By mistake i have brought tomorrow
exam’s bit (cheating material) today.
----------------------------------------------------------------------------------------
We Indian student are always the best..
Look how we study
1) B4 paper unnecessary sms to frndz.
2) Plan each day to study but end of d day:
we should read 2morrow
3) We waste all our tym in counting chapterz instead of doing them.
4) We want break after evrey 2pages
5) Unnecessarily we start feeling hungry
6) We even start likeing doordarshan
7) B4 starting study, msg frndz
8) Right now u r thinking of forwarding this msg to ur frndz.
-----------------------------------------------------------------------------------------------
Einstein never did Sarswati pooja but hewas most Intelligent.
Belive in WORK Not in LUCK
------------------------------------------------------------------------------------------------
Breaking news: Newton’s 5th law (Exam Law)
performance of boys in the exam decreases
when the no of girls in the exam hall increases!
performance of boys in the exam decreases
when the no of girls in the exam hall increases!
------------------------------------------------------------------------------------------------
Im a great fan of Thomas Edison,
Because of his quote that…!!
Because of his quote that…!!
Tomorrow is my exam but I dont care
Because a single sheet of paper
cannot decide my future.
Because a single sheet of paper
cannot decide my future.
------------------------------------------------------------------------------------------------
That Awesome Moment When You Get..
A Good Grade For A Test You Didn’t Study For
&
Suddenly Your Mom Wakes You
&
You Realize It Was Just
A Dream..
A Good Grade For A Test You Didn’t Study For
&
Suddenly Your Mom Wakes You
&
You Realize It Was Just
A Dream..
----------------------------------------------------------------------------------------------
Asked in exam for 15 marks..
Student’s Answer:
Mix Chilli Powder with Sugar & keep it outside the Ant’s Hole.
After eating, Ant will search for some water near a water tank.
Push ant in to it.
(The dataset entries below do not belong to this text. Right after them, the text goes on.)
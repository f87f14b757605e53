use std::fmt;
use std::sync::Arc;

use labelscope_core::{ContextId, LabelValue};
use tracing::field::{Field, Visit};
use tracing::span::{Attributes, Id};
use tracing::Subscriber;
use tracing_subscriber::layer::Context;
use tracing_subscriber::registry::LookupSpan;
use tracing_subscriber::Layer;

use crate::hooks::{ContextHooks, HostCapabilities};
use crate::registry::Registry;

/// `tracing` layer that treats every span as an execution context.
///
/// A new span is created from its parent span's context, or from the
/// current context for root spans. Entering a span runs its context,
/// exiting stops it, and closing destroys it. Span fields named with
/// [`with_fields`](Self::with_fields) become labels of the new context.
pub struct LabelLayer {
    registry: Arc<Registry>,
    fields: Vec<&'static str>,
}

/// Span extension holding the span's context id.
struct SpanContext(ContextId);

impl LabelLayer {
    /// Build a layer driving `registry`. Binds full host capabilities if no
    /// host has been bound yet.
    pub fn new(registry: Arc<Registry>) -> Self {
        let _ = registry.bind_host_if_unbound(HostCapabilities::full());
        Self {
            registry,
            fields: Vec::new(),
        }
    }

    /// Lift these span fields into labels when a span is created.
    #[must_use]
    pub fn with_fields(mut self, fields: impl IntoIterator<Item = &'static str>) -> Self {
        self.fields.extend(fields);
        self
    }

    fn context_of<S>(id: &Id, ctx: &Context<'_, S>) -> Option<ContextId>
    where
        S: Subscriber + for<'span> LookupSpan<'span>,
    {
        let span = ctx.span(id)?;
        let extensions = span.extensions();
        extensions.get::<SpanContext>().map(|c| c.0)
    }
}

impl fmt::Debug for LabelLayer {
    fn fmt(&self, f: &mut fmt::Formatter<'_>) -> fmt::Result {
        f.debug_struct("LabelLayer")
            .field("fields", &self.fields)
            .finish_non_exhaustive()
    }
}

impl<S> Layer<S> for LabelLayer
where
    S: Subscriber + for<'span> LookupSpan<'span>,
{
    fn on_new_span(&self, attrs: &Attributes<'_>, id: &Id, ctx: Context<'_, S>) {
        let Some(span) = ctx.span(id) else {
            return;
        };
        let trigger = span
            .parent()
            .and_then(|parent| parent.extensions().get::<SpanContext>().map(|c| c.0))
            .unwrap_or_else(|| self.registry.current_context());

        let mut visitor = FieldVisitor {
            wanted: &self.fields,
            labels: Vec::new(),
        };
        if !self.fields.is_empty() {
            attrs.record(&mut visitor);
        }

        let child = self.registry.next_context_id();
        self.registry.on_create_with(child, trigger, visitor.labels);
        span.extensions_mut().insert(SpanContext(child));
    }

    fn on_enter(&self, id: &Id, ctx: Context<'_, S>) {
        if let Some(child) = Self::context_of(id, &ctx) {
            self.registry.on_before_run(child);
        }
    }

    fn on_exit(&self, id: &Id, ctx: Context<'_, S>) {
        if let Some(child) = Self::context_of(id, &ctx) {
            self.registry.on_after_run(child);
        }
    }

    fn on_close(&self, id: Id, ctx: Context<'_, S>) {
        if let Some(child) = Self::context_of(&id, &ctx) {
            self.registry.on_destroy(child);
        }
    }
}

/// Collects allow-listed span fields as label values.
struct FieldVisitor<'a> {
    wanted: &'a [&'static str],
    labels: Vec<(&'static str, LabelValue)>,
}

impl FieldVisitor<'_> {
    fn push(&mut self, field: &Field, value: LabelValue) {
        if self.wanted.contains(&field.name()) {
            self.labels.push((field.name(), value));
        }
    }
}

impl Visit for FieldVisitor<'_> {
    fn record_str(&mut self, field: &Field, value: &str) {
        self.push(field, LabelValue::from(value));
    }

    fn record_bool(&mut self, field: &Field, value: bool) {
        self.push(field, LabelValue::from(value));
    }

    fn record_i64(&mut self, field: &Field, value: i64) {
        self.push(field, LabelValue::from(value));
    }

    fn record_u64(&mut self, field: &Field, value: u64) {
        self.push(field, LabelValue::from(value));
    }

    fn record_f64(&mut self, field: &Field, value: f64) {
        self.push(field, LabelValue::from(value));
    }

    fn record_debug(&mut self, field: &Field, value: &dyn fmt::Debug) {
        self.push(field, LabelValue::from(format!("{value:?}")));
    }
}

// ─────────────────────────────────────────────────────────────────────────────
// Tests
// ─────────────────────────────────────────────────────────────────────────────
Now ant will go to dry itself near fire.
When it reaches fire, put a bomb into the fire.
Then admit wounded ant in ICU.
Remove oxygen mask from its mouth and kill the ant.
MORAL: Don’t play with students they can do anything for 15 marks.
------------------------------------------------------------------------------------------------------
80% of the Ques. in the exams are based on the
.
.
.
.
.
.
.
One lecture u missed and the topics u dont covered for the exams.
----------------------------------------------------------------------------------------------------
.
.
.
.
When u have No idea what to Write
in the Paper & the Examiner Comes & Says..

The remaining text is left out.